University of
California, San Diego
Is social media good
for you, or bad? Well, it's complicated. A study of 12 million Facebook users
suggests that using Facebook is associated with living longer -- when it serves
to maintain and enhance your real-world social ties.
Oh and you can relax
and stop watching how many "likes" you get: That doesn't seem to
correlate at all.
The study -- which the
researchers emphasize is an association study and cannot identify causation --
was led by University of California San Diego researchers William Hobbs and
James Fowler, collaborating with colleagues at Facebook and Yale. It is
published in the Proceedings of the National Academy of Sciences.
The research confirms
what scientists have known for a long time about the offline world: People who
have stronger social networks live longer. And it documents for the first time
that what happens online may matter also.
"Interacting online seems to be healthy when the online activity is moderate and complements interactions offline," said first author William Hobbs, who worked on the study as a UC San Diego doctoral student in political science and is now a postdoctoral fellow at Northeastern University.
"It is only on the extreme
end, spending a lot of time online with little evidence of being connected to
people otherwise, that we see a negative association."
Senior author James
Fowler, professor of political science in the UC San Diego Division of Social
Sciences and of global public health in the UC San Diego School of Medicine,
said, "Happily, for almost all Facebook users, what we found is balanced
use and a lower risk of mortality."
The researchers
matched California Facebook users with vital records from the California
Department of Public Health. To preserve privacy, after being automatically
matched on name and birthdate, the data was de-identified and aggregated. All
analyses were performed on the aggregate data, and all data was observational.
The researchers
studied counts of online activity over six months, comparing the activity of
those still living to those who had died. All of those studied were born
between 1945 and 1989, and all the comparisons were made between people of
similar age and gender.
The first finding is
that those who are on Facebook live longer than those who are not. In a given
year, the average Facebook user is about 12 percent less likely to die than
someone who doesn't use the site.
But that's the researchers' crudest measure,
they note, and may be due to social or economic differences between the user
and non-user groups.
Among people who do
use Facebook, the researchers looked at numbers of friends, numbers of photos
and status updates, numbers of wall posts sent and messages sent, to see if
people who were more active lived longer. In these comparisons, they controlled
their analysis not only for age and gender but also relationship status, length
of time on Facebook, and smartphone use (a proxy for income).
People with average or
large social networks, in the top 50 to 30 percent, lived longer than those in
the lowest 10 -- a finding consistent with classic studies of offline
relationships and longevity.
Those on Facebook with
highest levels of offline social integration -- as measured by posting more
photos, which suggests face-to-face social activity -- have the greatest
longevity.
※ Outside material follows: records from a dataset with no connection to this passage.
use thiserror::Error;

/// Input rejected before any network call.
#[derive(Error, Debug, Clone, PartialEq, Eq)]
pub enum ValidationError {
    #[error("Message cannot be empty")]
    EmptyMessage,

    #[error("Message is too long ({len} characters, max {max})")]
    MessageTooLong { len: usize, max: usize },

    #[error("Display name must be at least {min} characters")]
    DisplayNameTooShort { min: usize },

    #[error("Invalid email address")]
    InvalidEmail,

    #[error("Password must be at least {min} characters")]
    PasswordTooShort { min: usize },

    #[error("Password is required")]
    PasswordRequired,

    #[error("Passwords don't match")]
    PasswordMismatch,

    #[error("Invalid user id: {0:?}")]
    InvalidUserId(String),

    #[error("Cannot start a conversation with yourself")]
    SelfChat,
}

/// The moderation verdict could not be obtained.
#[derive(Error, Debug)]
pub enum ModerationError {
    #[error("Moderation service unavailable: {0}")]
    Unavailable(String),

    #[error("Moderation service returned an invalid verdict: {0}")]
    InvalidResponse(String),
}

impl From<reqwest::Error> for ModerationError {
    fn from(e: reqwest::Error) -> Self {
        if e.is_decode() {
            ModerationError::InvalidResponse(e.to_string())
        } else {
            ModerationError::Unavailable(e.to_string())
        }
    }
}

/// Which credential flow produced an [`AuthError`].
#[derive(Debug, Clone, Copy, PartialEq, Eq)]
pub enum AuthFlow {
    SignUp,
    Login,
}

/// User-facing authentication failures, mapped from provider codes.
#[derive(Error, Debug, Clone, PartialEq, Eq)]
pub enum AuthError {
    #[error("Invalid email or password.")]
    InvalidCredential,

    #[error("This email is already registered.")]
    EmailAlreadyInUse,

    #[error("An error occurred during sign up.")]
    SignUpFailed,

    #[error("An error occurred during login.")]
    LoginFailed,
}

impl AuthError {
    /// Map a provider error code onto the small fixed set of messages the
    /// user is shown.
    pub fn from_code(code: &str, flow: AuthFlow) -> Self {
        match code {
            "auth/invalid-credential" => AuthError::InvalidCredential,
            "auth/email-already-in-use" => AuthError::EmailAlreadyInUse,
            _ => match flow {
                AuthFlow::SignUp => AuthError::SignUpFailed,
                AuthFlow::Login => AuthError::LoginFailed,
            },
        }
    }
}

#[derive(Error, Debug)]
pub enum IdentityError {
    #[error("No user is signed in")]
    NotSignedIn,

    #[error("Presence update failed: {0}")]
    Presence(String),
}

#[cfg(test)]
mod tests {
    use super::*;

    #[test]
    fn test_auth_code_mapping() {
        assert_eq!(
            AuthError::from_code("auth/invalid-credential", AuthFlow::Login),
            AuthError::InvalidCredential
        );
        assert_eq!(
            AuthError::from_code("auth/email-already-in-use", AuthFlow::SignUp),
            AuthError::EmailAlreadyInUse
        );
        assert_eq!(
            AuthError::from_code("auth/network-request-failed", AuthFlow::SignUp)
                .to_string(),
            "An error occurred during sign up."
        );
        assert_eq!(
            AuthError::from_code("auth/too-many-requests", AuthFlow::Login),
            AuthError::LoginFailed
        );
    }
}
Online-only social interactions, like writing wall posts and
messages, showed a nonlinear relationship: Moderate levels were associated with
the lowest mortality.
Because the
researchers were studying an online social network, they could also look at the
direction of friendship requests. It was Facebook users who accepted the most
friendships who lived the longest. There was no observable relationship for
those who initiated the most. This finding was a little disappointing, the
researchers note, because it suggests that public health interventions urging
people to go out and try to make more friends may have no effect on health.
Does it also suggest
that being "popular" makes you live longer? Maybe. According to both
Hobbs and Fowler, it's hard to say which way that goes. It could be that
individuals who are more likely to live longer are more attractive to others in
the first place. That, as they say, needs more research.
"The association
between longevity and social networks was identified by Lisa Berkman in 1979
and has been replicated hundreds of times since," said Fowler.
"In
fact, a recent meta-analysis suggests the connection may be very strong. Social
relationships seem to be as predictive of lifespan as smoking, and more
predictive than obesity and physical inactivity. We're adding to that
conversation by showing that online relationships are associated with
longevity, too."
The researchers would
like to see their associational study, like Berkman's seminal one, inspire many
follow-ups. They hope that subsequent research leads to a better understanding
of what kinds of online social experiences are protective of health.
"What happens on
Facebook and other social networks is very likely important," Fowler said.
"But what we can't do at this time is give either individual or larger
policy recommendations based on this first work."